ZIF-8 nanoparticles combined with fibroin protein co-modified TiO2 nanotube arrays to construct a drug sustained-release platform

Abstract

Anodized titanium dioxide nanotubes (TNTs) on titanium surface provide a drug delivery platform for local drug therapy at the implantation site. Here, we used TNTs as the drug carrier and modified it with zeolite imidazolium salt skeleton-8 (ZIF-8) combined with silk fibroin (SF) to obtain a new drug loading platform to prolong the drug release time. The morphology, modification effect, drug release in vitro, cell biological activity and osteogenesis of the drug-loaded platform were evaluated. ZIF-8 nanoparticles are mesoporous and filled in nanotubes, and silk fibroin was covered on the surface of nanotubes in the form of thin films.
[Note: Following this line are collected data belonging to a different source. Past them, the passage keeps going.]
use clap::Parser;
use flat_calc::{evaluate, Result};
use std::io::{Read, Write};
use std::path::PathBuf;

#[derive(Parser, Debug)]
#[command(version, about = "Evaluates an arithmetic expression from left to right", long_about = None)]
struct Args {
    /// Expression to evaluate; read from standard input when omitted
    expression: Option<String>,

    /// Read the expression from a file instead
    #[arg(short, long, conflicts_with = "expression")]
    file: Option<PathBuf>,

    /// Print only the result
    #[arg(short, long)]
    quiet: bool,
}

fn strip_line_end(mut text: String) -> String {
    if text.ends_with('\n') {
        text.pop();
        if text.ends_with('\r') {
            text.pop();
        }
    }
    text
}

fn read_input(args: &Args, stdin: &mut impl Read) -> Result<String> {
    if let Some(expression) = &args.expression {
        return Ok(expression.clone());
    }

    let text = match &args.file {
        Some(path) => std::fs::read_to_string(path)?,
        None => {
            let mut text = String::new();
            stdin.read_to_string(&mut text)?;
            text
        },
    };
    Ok(strip_line_end(text))
}

fn run(args: &Args, stdin: &mut impl Read, out: &mut impl Write) -> Result<()> {
    let input = read_input(args, stdin)?;
    log::info!("evaluating {input:?}");
    let result = evaluate(&input)?;

    if args.quiet {
        writeln!(out, "{result}")?;
    } else {
        writeln!(out, "{input}= {result}")?;
    }
    Ok(())
}

fn main() {
    env_logger::init();

    let args = Args::parse();

    if let Err(e) = run(&args, &mut std::io::stdin(), &mut std::io::stdout()) {
        eprintln!("Error, {e}");
        std::process::exit(1);
    }
}

#[cfg(test)]
mod tests {
    use super::*;
    use flat_calc::CalcError;

    fn output(argv: &[&str], stdin: &str) -> Result<String> {
        let args = Args::parse_from(std::iter::once("flat_calc").chain(argv.iter().copied()));
        let mut out = Vec::new();
        run(&args, &mut stdin.as_bytes(), &mut out)?;
        Ok(String::from_utf8_lossy(&out).into_owned())
    }

    #[test]
    fn strips_one_line_end() {
        assert_eq!(strip_line_end("1+1\n".into()), "1+1");
        assert_eq!(strip_line_end("1+1\r\n".into()), "1+1");
        assert_eq!(strip_line_end("1+1\n\n".into()), "1+1\n");
        assert_eq!(strip_line_end("1+1".into()), "1+1");
    }

    #[test]
    fn expression_argument_wins() {
        assert_eq!(output(&["9+8"], "1+1\n").unwrap(), "9+8= 17\n");
    }

    #[test]
    fn prints_input_and_result() {
        assert_eq!(output(&["5+5-1*2/3"], "").unwrap(), "5+5-1*2/3= 6\n");
    }

    #[test]
    fn quiet_prints_result_only() {
        assert_eq!(output(&["-q", "5-9"], "").unwrap(), "-4\n");
        assert_eq!(output(&["--quiet", "100+50"], "").unwrap(), "150\n");
    }

    #[test]
    fn reads_stdin_when_no_expression() {
        assert_eq!(output(&[], "1+1\n").unwrap(), "1+1= 2\n");
        assert_eq!(output(&["-q"], "10/5\r\n").unwrap(), "2\n");
    }

    #[test]
    fn reads_expression_file() {
        let path = std::env::temp_dir().join(format!("flat_calc_{}.txt", std::process::id()));
        std::fs::write(&path, "5-9\r\n").unwrap();
        let path_arg = path.to_string_lossy().into_owned();

        let printed = output(&["--file", &path_arg], "");
        std::fs::remove_file(&path).unwrap();
        assert_eq!(printed.unwrap(), "5-9= -4\n");
    }

    #[test]
    fn missing_file_is_input_error() {
        let path = std::env::temp_dir().join("flat_calc_no_such_file.txt");
        let path_arg = path.to_string_lossy().into_owned();
        assert!(matches!(output(&["-f", &path_arg], ""), Err(CalcError::input(_))));
    }

    #[test]
    fn failing_expression_writes_nothing() {
        let args = Args::parse_from(["flat_calc", "1#1"]);
        let mut out = Vec::new();
        let err = run(&args, &mut "".as_bytes(), &mut out).unwrap_err();
        assert!(matches!(err, CalcError::undefined_token('#')));
        assert_eq!(err.to_string(), "undefined token, '#', encountered");
        assert!(out.is_empty());
    }

    #[test]
    fn file_and_expression_conflict() {
        assert!(Args::try_parse_from(["flat_calc", "-f", "x.txt", "1+1"]).is_err());
    }
}
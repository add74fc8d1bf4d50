use crate::evaluating::Expected;
use crate::scanning::TokenKind;
use thiserror::Error;

#[derive(Error, Debug)]
pub enum CalcError {
    #[error("undefined token, '{0}', encountered")]
    undefined_token(char),

    #[error("expected {expected}, found {found}")]
    token_mismatch { expected: Expected, found: TokenKind },

    #[error("'{0}' is not a valid number")]
    invalid_number(String),

    #[error("division by zero")]
    division_by_zero,

    #[error("could not read input: {0}")]
    input(#[from] std::io::Error),
}

pub type Result<T> = std::result::Result<T, CalcError>;
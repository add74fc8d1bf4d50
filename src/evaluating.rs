use crate::error_handling::*;
use crate::scanning::*;
use log::debug;
use std::fmt;

#[derive(Clone, Copy, Debug, PartialEq, Eq)]
pub enum BinaryOperator {
    addition,
    subtraction,
    multiplication,
    division,
}

impl BinaryOperator {
    pub fn call(&self, left: i64, right: i64) -> Result<i64> {
        use BinaryOperator::*;

        match self {
            addition => Ok(left.wrapping_add(right)),
            subtraction => Ok(left.wrapping_sub(right)),
            multiplication => Ok(left.wrapping_mul(right)),
            division if right == 0 => Err(CalcError::division_by_zero),
            division => Ok(left.wrapping_div(right)),
        }
    }

    pub fn symbol(&self) -> char {
        use BinaryOperator::*;

        match self {
            addition => '+',
            subtraction => '-',
            multiplication => '*',
            division => '/',
        }
    }
}

impl fmt::Display for BinaryOperator {
    fn fmt(&self, f: &mut fmt::Formatter<'_>) -> fmt::Result {
        write!(f, "{}", self.symbol())
    }
}

#[derive(Debug, PartialEq, Eq)]
pub struct InvalidOperator;

impl TryFrom<TokenKind> for BinaryOperator {
    type Error = InvalidOperator;

    fn try_from(kind: TokenKind) -> std::result::Result<Self, Self::Error> {
        use BinaryOperator::*;
        match kind {
            TokenKind::plus => Ok(addition),
            TokenKind::minus => Ok(subtraction),
            TokenKind::multiply => Ok(multiplication),
            TokenKind::divide => Ok(division),
            TokenKind::number | TokenKind::end_of_input => Err(InvalidOperator),
        }
    }
}

/// What the grammar wanted at the position where a mismatch happened.
#[derive(Clone, Copy, Debug, PartialEq, Eq)]
pub enum Expected {
    kind(TokenKind),
    operator,
}

impl fmt::Display for Expected {
    fn fmt(&self, f: &mut fmt::Formatter<'_>) -> fmt::Result {
        match self {
            Self::kind(kind) => write!(f, "{kind}"),
            Self::operator => write!(f, "an operator"),
        }
    }
}

/// Folds `number (operator number)*` from left to right.
pub struct Evaluator<S: Scanner> {
    scanner: S,
    current: Token,
}

impl<S: Scanner> Evaluator<S> {
    pub fn new(mut scanner: S) -> Result<Self> {
        let current = scanner.next_token()?;
        Ok(Self{scanner, current})
    }

    fn mismatch(&self, expected: Expected) -> CalcError {
        CalcError::token_mismatch{expected, found: self.current.kind}
    }

    pub fn eat(&mut self, kind: TokenKind) -> Result<Token> {
        if self.current.kind != kind {
            return Err(self.mismatch(Expected::kind(kind)));
        }
        let next = self.scanner.next_token()?;
        Ok(std::mem::replace(&mut self.current, next))
    }

    fn number(&mut self) -> Result<i64> {
        let token = self.eat(TokenKind::number)?;
        token.content.parse().map_err(|_| CalcError::invalid_number(token.content))
    }

    fn operator(&mut self) -> Result<BinaryOperator> {
        let kind = self.current.kind;
        let operator = BinaryOperator::try_from(kind)
            .map_err(|_| self.mismatch(Expected::operator))?;
        self.eat(kind)?;
        Ok(operator)
    }

    pub fn run(mut self) -> Result<i64> {
        let mut accumulator = self.number()?;
        while self.current.kind != TokenKind::end_of_input {
            let operator = self.operator()?;
            let operand = self.number()?;
            let result = operator.call(accumulator, operand)?;
            debug!("{accumulator} {operator} {operand} = {result}");
            accumulator = result;
        }
        debug!("evaluated to {accumulator}");
        Ok(accumulator)
    }
}

pub fn evaluate(text: &str) -> Result<String> {
    let value = Evaluator::new(StringScanner::new(text))?.run()?;
    Ok(value.to_string())
}
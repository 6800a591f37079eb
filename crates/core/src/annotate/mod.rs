pub mod mjpeg;
pub mod stream_annotator;
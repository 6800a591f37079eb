pub mod json_record_store;
pub mod memory_record_store;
In vitro drug release experiments showed that the silk fibroin membrane combined with biological crosslinking agent genipin (GNP) effectively blocked the diffusion of drugs and prolonged the drug release to 60 days. The study of cell proliferation and osteogenic differentiation showed that the drug-loaded platform was biocompatible and could promote ALP secretion. Therefore, the studies imply that the drug loading platform co-modified by TNTs-based ZIF-8 nanoparticles and silk fibroin can be used as a potential and ideal orthopedic implant.